Aquello no fue mejor, ni peor. Fue abrir su fuente de la felicidad y la caja de Pandora al mismo tiempo. Aún así, fue irreversible. Jamás pudo imaginarlo, cómo algo tan simple podría convertirse en su cáliz del bien y el mal, aquello que le proporcionaría los mejores momentos de su vida. También los más crudos.
Pero la historia, como es de esperar, no termina aquí. Por qué no, cogió el cáliz con curiosidad y lo miró como algo nuevo, único, lleno de poder. De ese poder que todos necesitamos de vez en cuando. Quiso conocerlo, saber qué secretos escondía en la esencia que contenía y bebió de él.
Bebió tanto de esa adictiva sustancia que empezó a echar de menos su sabor cuando no la tenía, a saciarse hasta el aburrimiento cuando podía beber de ese maldito cáliz.
Pasó el tiempo, aborreció ese líquido. Guardó el cáliz lo más lejos que pudo de sí, aunque como es lógico, aún no había olvidado qué contenía. Los días pasaron y mil vicios sustituyeron al contenido de aquella copa. No estaban mal, ni sabían igual.

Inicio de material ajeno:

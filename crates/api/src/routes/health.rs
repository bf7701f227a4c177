//! Health check endpoint handlers.

use axum::Json;
use serde::Serialize;

/// Simple status response for the liveness check.
#[derive(Debug, Serialize)]
pub struct StatusResponse {
    pub status: &'static str,
}

/// Liveness check endpoint.
///
/// GET /health/live
pub async fn live() -> Json<StatusResponse> {
    Json(StatusResponse { status: "ok" })
}
//! Extractor for the identity verified by the auth middleware.

use axum::{async_trait, extract::FromRequestParts, http::request::Parts};

use crate::error::ApiError;
use crate::middleware::user_auth::UserAuth;

/// The [`UserAuth`] inserted by `require_user_auth`.
///
/// Rejects with 403 when the route was not wrapped by the middleware, so a
/// handler never runs without an identity.
#[derive(Debug, Clone)]
pub struct Identity(pub UserAuth);

#[async_trait]
impl<S> FromRequestParts<S> for Identity
where
    S: Send + Sync,
{
    type Rejection = ApiError;

    async fn from_request_parts(parts: &mut Parts, _state: &S) -> Result<Self, Self::Rejection> {
        parts
            .extensions
            .get::<UserAuth>()
            .cloned()
            .map(Identity)
            .ok_or_else(|| ApiError::Forbidden("missing identity".to_string()))
    }
}
//! Persistence boundary for user accounts.
//!
//! Handlers depend on [`UserStore`] rather than on a database driver; the
//! PostgreSQL implementation lives in the persistence crate.

use thiserror::Error;

use crate::models::{NewUser, User, UserFilter, UserPatch};

/// Errors reported by a [`UserStore`].
#[derive(Debug, Clone, PartialEq, Eq, Error)]
pub enum StoreError {
    /// A unique constraint (the phone number index) rejected the write.
    #[error("Unique constraint violated: {constraint}")]
    UniqueViolation { constraint: String },

    #[error("User not found")]
    NotFound,

    #[error("User filter cannot be empty")]
    EmptyFilter,

    #[error("Database error: {0}")]
    Database(String),
}

impl StoreError {
    pub fn is_unique_violation(&self) -> bool {
        matches!(self, StoreError::UniqueViolation { .. })
    }
}

/// Storage operations over user records.
#[async_trait::async_trait]
pub trait UserStore: Send + Sync {
    /// Inserts a user with a zero login count and returns its id.
    async fn insert(&self, user: NewUser) -> Result<i64, StoreError>;

    /// Returns the users matching every criterion of `filter`, ordered by id.
    /// An empty filter is rejected with [`StoreError::EmptyFilter`].
    async fn find(&self, filter: &UserFilter) -> Result<Vec<User>, StoreError>;

    /// Applies a partial update and returns the number of rows affected.
    async fn update(&self, patch: &UserPatch) -> Result<u64, StoreError>;

    /// Atomically adds one to the successful login counter.
    /// Returns [`StoreError::NotFound`] when no row has the given id.
    async fn increment_login_count(&self, id: i64) -> Result<(), StoreError>;
}

#[cfg(test)]
mod tests {
    use super::*;

    #[test]
    fn test_store_error_is_unique_violation() {
        let err = StoreError::UniqueViolation {
            constraint: "users_phone_number_key".to_string(),
        };
        assert!(err.is_unique_violation());
        assert!(!StoreError::NotFound.is_unique_violation());
        assert!(!StoreError::Database("boom".into()).is_unique_violation());
    }

    #[test]
    fn test_store_error_display() {
        let err = StoreError::UniqueViolation {
            constraint: "users_phone_number_key".to_string(),
        };
        assert!(err.to_string().contains("users_phone_number_key"));
        assert_eq!(StoreError::NotFound.to_string(), "User not found");
        assert_eq!(
            StoreError::EmptyFilter.to_string(),
            "User filter cannot be empty"
        );
    }
}
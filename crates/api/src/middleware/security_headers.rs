//! Security headers added to every response.

use axum::{
    body::Body,
    http::{header, HeaderValue, Request},
    middleware::Next,
    response::Response,
};

pub const X_CONTENT_TYPE_OPTIONS: &str = "x-content-type-options";
pub const X_FRAME_OPTIONS: &str = "x-frame-options";

/// Adds `X-Content-Type-Options: nosniff`, `X-Frame-Options: DENY` and
/// `Cache-Control: no-store` (responses may carry tokens and profile data).
pub async fn security_headers_middleware(req: Request<Body>, next: Next) -> Response {
    let mut response = next.run(req).await;
    let headers = response.headers_mut();

    headers.insert(
        header::HeaderName::from_static(X_CONTENT_TYPE_OPTIONS),
        HeaderValue::from_static("nosniff"),
    );
    headers.insert(
        header::HeaderName::from_static(X_FRAME_OPTIONS),
        HeaderValue::from_static("DENY"),
    );
    headers.insert(header::CACHE_CONTROL, HeaderValue::from_static("no-store"));

    response
}
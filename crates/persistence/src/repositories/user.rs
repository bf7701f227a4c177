//! User repository for database operations.

use domain::models::{NewUser, User, UserFilter, UserPatch};
use domain::services::{StoreError, UserStore};
use sqlx::{PgPool, Postgres, QueryBuilder};

use crate::entities::UserEntity;
use crate::metrics::QueryTimer;

/// PostgreSQL error code for unique_violation.
const UNIQUE_VIOLATION: &str = "23505";

const USER_COLUMNS: &str =
    "id, full_name, phone_number, password_hash, successful_login_count, created_at, updated_at";

/// Repository for user-related database operations.
#[derive(Clone)]
pub struct UserRepository {
    pool: PgPool,
}

impl UserRepository {
    /// Creates a new UserRepository with the given connection pool.
    pub fn new(pool: PgPool) -> Self {
        Self { pool }
    }
}

/// Classifies a driver error into the store's error taxonomy.
pub fn map_store_error(err: sqlx::Error) -> StoreError {
    match &err {
        sqlx::Error::Database(db_err) if db_err.code().as_deref() == Some(UNIQUE_VIOLATION) => {
            StoreError::UniqueViolation {
                constraint: db_err.constraint().unwrap_or("unique").to_string(),
            }
        }
        sqlx::Error::RowNotFound => StoreError::NotFound,
        _ => StoreError::Database(err.to_string()),
    }
}

fn select_query(filter: &UserFilter) -> QueryBuilder<'static, Postgres> {
    let mut builder = QueryBuilder::new(format!("SELECT {} FROM users WHERE true", USER_COLUMNS));

    if let Some(user_id) = filter.user_id {
        builder.push(" AND id = ").push_bind(user_id);
    }
    if let Some(phone_number) = &filter.phone_number {
        builder
            .push(" AND phone_number = ")
            .push_bind(phone_number.clone());
    }

    builder.push(" ORDER BY id");
    builder
}

fn update_query(patch: &UserPatch) -> QueryBuilder<'static, Postgres> {
    let mut builder = QueryBuilder::new("UPDATE users SET ");

    {
        let mut fields = builder.separated(", ");
        if let Some(full_name) = &patch.full_name {
            fields
                .push("full_name = ")
                .push_bind_unseparated(full_name.clone());
        }
        if let Some(phone_number) = &patch.phone_number {
            fields
                .push("phone_number = ")
                .push_bind_unseparated(phone_number.clone());
        }
        fields.push("updated_at = NOW()");
    }

    builder.push(" WHERE id = ").push_bind(patch.id);
    builder
}

#[async_trait::async_trait]
impl UserStore for UserRepository {
    async fn insert(&self, user: NewUser) -> Result<i64, StoreError> {
        let timer = QueryTimer::new("insert_user");
        let result = sqlx::query_scalar::<_, i64>(
            r#"
            INSERT INTO users (full_name, phone_number, password_hash)
            VALUES ($1, $2, $3)
            RETURNING id
            "#,
        )
        .bind(&user.full_name)
        .bind(&user.phone_number)
        .bind(&user.password_hash)
        .fetch_one(&self.pool)
        .await;
        timer.record();
        result.map_err(map_store_error)
    }

    async fn find(&self, filter: &UserFilter) -> Result<Vec<User>, StoreError> {
        if filter.is_empty() {
            return Err(StoreError::EmptyFilter);
        }

        let timer = QueryTimer::new("find_users");
        let result = select_query(filter)
            .build_query_as::<UserEntity>()
            .fetch_all(&self.pool)
            .await;
        timer.record();

        Ok(result
            .map_err(map_store_error)?
            .into_iter()
            .map(User::from)
            .collect())
    }

    async fn update(&self, patch: &UserPatch) -> Result<u64, StoreError> {
        let timer = QueryTimer::new("update_user");
        let result = update_query(patch).build().execute(&self.pool).await;
        timer.record();
        Ok(result.map_err(map_store_error)?.rows_affected())
    }

    async fn increment_login_count(&self, id: i64) -> Result<(), StoreError> {
        let timer = QueryTimer::new("increment_user_login_count");
        let result = sqlx::query(
            r#"
            UPDATE users
            SET successful_login_count = successful_login_count + 1
            WHERE id = $1
            "#,
        )
        .bind(id)
        .execute(&self.pool)
        .await;
        timer.record();

        if result.map_err(map_store_error)?.rows_affected() == 0 {
            return Err(StoreError::NotFound);
        }
        Ok(())
    }
}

Sin esperarlo, una mañana tuvo sed. Una sed que había estado amordazada en su memoria, necesitaba volver a beber aquella sustancia del demonio. Fue fácil encontrar el cáliz, cuando lo hizo, lo encontró vacío. Dedicó desde entonces incontables tardes a contemplarlo, a arrepentirse de haber dejado que se secara. Fue tanto el tiempo que lo miró que no pudo evitar el recuerdo de los sentimientos que encontraba al embriagarse con aquel néctar.
Entonces, sintió cómo el cáliz volvía a llenarse, cada recuerdo, cada sonrisa, quizá también cada beso, habían permanecido intactos en la memoria de aquel ente mágico que ahora volvía a atormentarlo. Pues aún era consciente de sus devastadores efectos. Pero como yonqui a la cocaína, él lo era al jugo maldito que ahora, llenaba de nuevo el cáliz en el que, quizá, nunca debió mojar sus labios.
Ahora, el miedo posee su alma. El miedo de volver a beber, de volver a ser un adicto. De volver a ser feliz.